Though many people in Virginia saw the motivation for the trans-mountain trip as a search for mines, I believe that the primary objective was a search for land. In 1716, the silver mine of Spotswood was a bust. The Indian trading company was nullified in London. So these two prongs in Spotswood’s retirement plans had failed or were failing. His next objective was to secure a large amount of land. Robert Beverley was urging him to join in a land venture to the west of Germanna. Under the guise of exploring the pass over the mountains, Spotswood was exploring the land between Germanna and the mountains. His path is a clue to his interest. The party went first along the lands claimed by Beverley while looking on both sides of the Rapidan River. In the following year and a half, he settled about eighty Germans on this land. He did not file for a patent until several years later, but his intentions were clear when the Germans were placed on the land that he had been exploring in the trans-mountain trip.

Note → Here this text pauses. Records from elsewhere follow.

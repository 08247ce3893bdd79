//! Text measurement and glyph rasterization with ab_glyph.

use ab_glyph::{point, Font, FontArc, PxScale, ScaleFont};
use tiny_skia::{Color, Pixmap, PremultipliedColorU8, Transform};

use crate::style::TextSymbolizer;
use crate::tile::Point;

/// Size of a laid out line of text in logical units.
#[derive(Debug, Clone, Copy, PartialEq)]
pub struct TextExtent {
    pub width: f32,
    pub ascent: f32,
    pub descent: f32,
}

impl TextExtent {
    pub fn height(&self) -> f32 {
        self.ascent - self.descent
    }
}

/// Measures `text` at `size` pixels.
pub fn measure(font: &FontArc, size: f32, text: &str) -> TextExtent {
    let scaled = font.as_scaled(PxScale::from(size));
    TextExtent {
        width: line_width(&scaled, text),
        ascent: scaled.ascent(),
        descent: scaled.descent(),
    }
}

/// Draws `text` centred on `center` (logical units), halo first.
pub fn draw_text(
    pixmap: &mut Pixmap,
    symbolizer: &TextSymbolizer,
    text: &str,
    center: Point,
    transform: Transform,
) {
    let (cx, cy) = map_point(transform, center);
    let scale = PxScale {
        x: symbolizer.size * transform.sx.abs(),
        y: symbolizer.size * transform.sy.abs(),
    };

    if let Some(halo) = symbolizer.halo {
        let r = halo.width * transform.sy.abs();
        for (dx, dy) in [
            (-1.0, -1.0),
            (0.0, -1.0),
            (1.0, -1.0),
            (-1.0, 0.0),
            (1.0, 0.0),
            (-1.0, 1.0),
            (0.0, 1.0),
            (1.0, 1.0),
        ] {
            draw_glyphs(
                pixmap,
                &symbolizer.font,
                scale,
                text,
                (cx + dx * r, cy + dy * r),
                halo.color,
            );
        }
    }
    draw_glyphs(pixmap, &symbolizer.font, scale, text, (cx, cy), symbolizer.fill);
}

fn line_width<F: Font>(scaled: &impl ScaleFont<F>, text: &str) -> f32 {
    let mut width = 0.0;
    let mut previous = None;
    for c in text.chars() {
        let id = scaled.glyph_id(c);
        if let Some(prev) = previous {
            width += scaled.kern(prev, id);
        }
        width += scaled.h_advance(id);
        previous = Some(id);
    }
    width
}

fn map_point(t: Transform, p: Point) -> (f32, f32) {
    let (x, y) = (p.x as f32, p.y as f32);
    (t.sx * x + t.kx * y + t.tx, t.ky * x + t.sy * y + t.ty)
}

fn draw_glyphs(
    pixmap: &mut Pixmap,
    font: &FontArc,
    scale: PxScale,
    text: &str,
    center: (f32, f32),
    color: Color,
) {
    let scaled = font.as_scaled(scale);
    let width = line_width(&scaled, text);

    let mut caret = center.0 - width / 2.0;
    let baseline = center.1 + (scaled.ascent() + scaled.descent()) / 2.0;
    let mut previous = None;

    for c in text.chars() {
        let id = scaled.glyph_id(c);
        if let Some(prev) = previous {
            caret += scaled.kern(prev, id);
        }
        let glyph = id.with_scale_and_position(scale, point(caret, baseline));
        caret += scaled.h_advance(id);
        previous = Some(id);

        let Some(outlined) = font.outline_glyph(glyph) else {
            continue;
        };
        let bounds = outlined.px_bounds();
        outlined.draw(|x, y, coverage| {
            blend(
                pixmap,
                bounds.min.x as i32 + x as i32,
                bounds.min.y as i32 + y as i32,
                color,
                coverage,
            );
        });
    }
}

/// Source-over blend of `color` at `coverage` into one pixel.
fn blend(pixmap: &mut Pixmap, x: i32, y: i32, color: Color, coverage: f32) {
    let (w, h) = (pixmap.width() as i32, pixmap.height() as i32);
    if x < 0 || y < 0 || x >= w || y >= h {
        return;
    }
    let a = color.alpha() * coverage.clamp(0.0, 1.0);
    if a <= 0.0 {
        return;
    }

    let idx = (y * w + x) as usize;
    let pixels = pixmap.pixels_mut();
    let dst = pixels[idx];
    let inv = 1.0 - a;

    let out_a = (a * 255.0 + dst.alpha() as f32 * inv).round().min(255.0);
    let channel = |src: f32, dst: u8| (src * a * 255.0 + dst as f32 * inv).round().min(out_a) as u8;

    if let Some(c) = PremultipliedColorU8::from_rgba(
        channel(color.red(), dst.red()),
        channel(color.green(), dst.green()),
        channel(color.blue(), dst.blue()),
        out_a as u8,
    ) {
        pixels[idx] = c;
    }
}

#[cfg(test)]
mod tests {
    use super::*;

    #[test]
    fn test_blend_over_transparent() {
        let mut pixmap = Pixmap::new(2, 2).unwrap();
        blend(&mut pixmap, 1, 1, Color::from_rgba8(255, 0, 0, 255), 1.0);
        let p = pixmap.pixel(1, 1).unwrap();
        assert_eq!((p.red(), p.alpha()), (255, 255));

        blend(&mut pixmap, 0, 0, Color::from_rgba8(0, 0, 255, 255), 0.5);
        let p = pixmap.pixel(0, 0).unwrap();
        assert_eq!(p.alpha(), 128);
        assert!(p.blue() <= p.alpha());
    }

    #[test]
    fn test_blend_out_of_bounds_ignored() {
        let mut pixmap = Pixmap::new(2, 2).unwrap();
        blend(&mut pixmap, -1, 0, Color::BLACK, 1.0);
        blend(&mut pixmap, 2, 0, Color::BLACK, 1.0);
        assert!(pixmap.pixels().iter().all(|p| p.alpha() == 0));
    }

    #[test]
    fn test_map_point() {
        let t = Transform::from_scale(2.0, 2.0).pre_translate(10.0, 0.0);
        assert_eq!(map_point(t, Point::new(1.0, 3.0)), (22.0, 6.0));
    }
}
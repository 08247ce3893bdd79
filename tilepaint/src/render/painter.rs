//! Paints prepared tiles and placed labels onto a surface.

use tiny_skia::{Pixmap, Transform};

use super::draw::draw_feature;
use super::labeler::LabelIndex;
use crate::style::PaintRule;
use crate::tile::{Bbox, Point, PreparedTile};

/// Counters from one paint call.
#[derive(Debug, Clone, Copy, Default, PartialEq, Eq)]
pub struct PaintStats {
    pub features: usize,
    pub culled: usize,
    pub labels: usize,
}

/// Paints `tiles` with `rules`, then the labels intersecting `bbox`.
///
/// # Arguments
///
/// * `pixmap` - Target surface
/// * `base` - Transform from logical tile space to surface pixels
/// * `z` - Display zoom
/// * `tiles` - Prepared tiles; geometry in data tile pixels
/// * `labels` - Placed labels for this zoom, if any
/// * `rules` - Paint rules in drawing order
/// * `bbox` - World pixel area to draw, including the tile buffer
/// * `origin` - World pixel position of the display tile's corner
#[allow(clippy::too_many_arguments)]
pub fn paint(
    pixmap: &mut Pixmap,
    base: Transform,
    z: u8,
    tiles: &[PreparedTile],
    labels: Option<&LabelIndex>,
    rules: &[PaintRule],
    bbox: Bbox,
    origin: Point,
) -> PaintStats {
    let mut stats = PaintStats::default();

    for tile in tiles {
        let po = tile.origin;
        let ps = tile.scale;
        let transform = base.pre_translate((po.x - origin.x) as f32, (po.y - origin.y) as f32);

        for rule in rules {
            if !rule.applies_at_zoom(z) {
                continue;
            }
            let Some(features) = tile.data.get(&rule.data_layer) else {
                continue;
            };

            for feature in features {
                let fbox = Bbox::new(
                    feature.bbox.min_x * ps + po.x,
                    feature.bbox.min_y * ps + po.y,
                    feature.bbox.max_x * ps + po.x,
                    feature.bbox.max_y * ps + po.y,
                );
                if !fbox.intersects(&bbox) {
                    stats.culled += 1;
                    continue;
                }
                if !rule.accepts(z, feature) {
                    continue;
                }

                if ps == 1.0 {
                    draw_feature(pixmap, &rule.symbolizer, feature.geom_type, &feature.geom, transform);
                } else {
                    let geom = feature.scaled_geom(ps);
                    draw_feature(pixmap, &rule.symbolizer, feature.geom_type, &geom, transform);
                }
                stats.features += 1;
            }
        }
    }

    if let Some(index) = labels {
        for label in index.search(&bbox) {
            let transform = base.pre_translate(
                (label.anchor.x - origin.x) as f32,
                (label.anchor.y - origin.y) as f32,
            );
            label.draw(pixmap, transform);
            stats.labels += 1;
        }
    }

    stats
}

#[cfg(test)]
mod tests {
    use super::*;
    use crate::coord::TileCoord;
    use crate::style::{FillSymbolizer, Rule};
    use crate::tile::{GeomType, LayerMap, Properties, RenderFeature};
    use std::sync::Arc;
    use tiny_skia::Color;

    fn square_tile(min: f64, max: f64, scale: f64, origin: Point) -> PreparedTile {
        let feature = RenderFeature::from_scaled(
            GeomType::Polygon,
            vec![vec![(min, min), (max, min), (max, max), (min, max), (min, min)]],
            1.0,
            Arc::new(Properties::new()),
        )
        .unwrap();
        let mut layers = LayerMap::new();
        layers.insert("land".to_string(), vec![feature]);
        PreparedTile {
            data: Arc::new(layers),
            z: 0,
            data_tile: TileCoord::new(0, 0, 0),
            scale,
            origin,
            dim: 256.0,
        }
    }

    fn rules() -> Vec<PaintRule> {
        vec![Rule::new("land", FillSymbolizer::new(Color::BLACK))]
    }

    fn alpha(pixmap: &Pixmap, x: u32, y: u32) -> u8 {
        pixmap.pixel(x, y).map(|p| p.alpha()).unwrap_or(0)
    }

    #[test]
    fn test_paints_with_tile_offset() {
        let mut pixmap = Pixmap::new(256, 256).unwrap();
        // Display tile 1/1/0 has origin (256, 0); data tile 0/0/0 spans 512.
        let tile = square_tile(300.0, 400.0, 1.0, Point::new(0.0, 0.0));
        let origin = Point::new(256.0, 0.0);
        let bbox = Bbox::new(256.0, 0.0, 512.0, 256.0).expand(64.0);

        let stats = paint(&mut pixmap, Transform::identity(), 1, &[tile], None, &rules(), bbox, origin);
        assert_eq!(stats.features, 1);
        assert_eq!(alpha(&pixmap, 100, 100), 255);
        assert_eq!(alpha(&pixmap, 10, 10), 0);
    }

    #[test]
    fn test_culls_outside_buffered_bbox() {
        let mut pixmap = Pixmap::new(256, 256).unwrap();
        let tile = square_tile(0.0, 10.0, 1.0, Point::new(0.0, 0.0));
        let bbox = Bbox::new(512.0, 512.0, 768.0, 768.0).expand(64.0);
        let stats = paint(
            &mut pixmap,
            Transform::identity(),
            2,
            &[tile],
            None,
            &rules(),
            bbox,
            Point::new(512.0, 512.0),
        );
        assert_eq!(stats.culled, 1);
        assert_eq!(stats.features, 0);
    }

    #[test]
    fn test_scaled_tile_geometry() {
        let mut pixmap = Pixmap::new(256, 256).unwrap();
        // Data at quarter scale: 0..400 maps to 0..100.
        let tile = square_tile(0.0, 400.0, 0.25, Point::new(0.0, 0.0));
        let bbox = Bbox::new(0.0, 0.0, 256.0, 256.0).expand(64.0);
        paint(&mut pixmap, Transform::identity(), 0, &[tile], None, &rules(), bbox, Point::new(0.0, 0.0));
        assert_eq!(alpha(&pixmap, 50, 50), 255);
        assert_eq!(alpha(&pixmap, 150, 150), 0);
    }
}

Spotswood often combined a public policy and a private objective. He told the folks back in England that the trip was for the purpose of finding a new route to the [Great] lakes and of foiling the intentions of the French. He hoped by this to obtain Royal approval including a payment for the expenses of the trip. The question of his expense report dragged on for several years and he never won approval for the money he had spent.
The Beresford letter was made available through the efforts of Andreas Mielke, Sandra Yelton, and Jim and Louise Hodge.
(13 Sep 06)
We gratefully acknowledge the work of John Blankenbaker who published over 2,500 Germanna History Notes via the Germanna-L@rootsweb.com email list from 1997 to 2008. We are equally thankful to George Durman (Sgt. George) for hosting the list and republishing the notes via rootsweb.com.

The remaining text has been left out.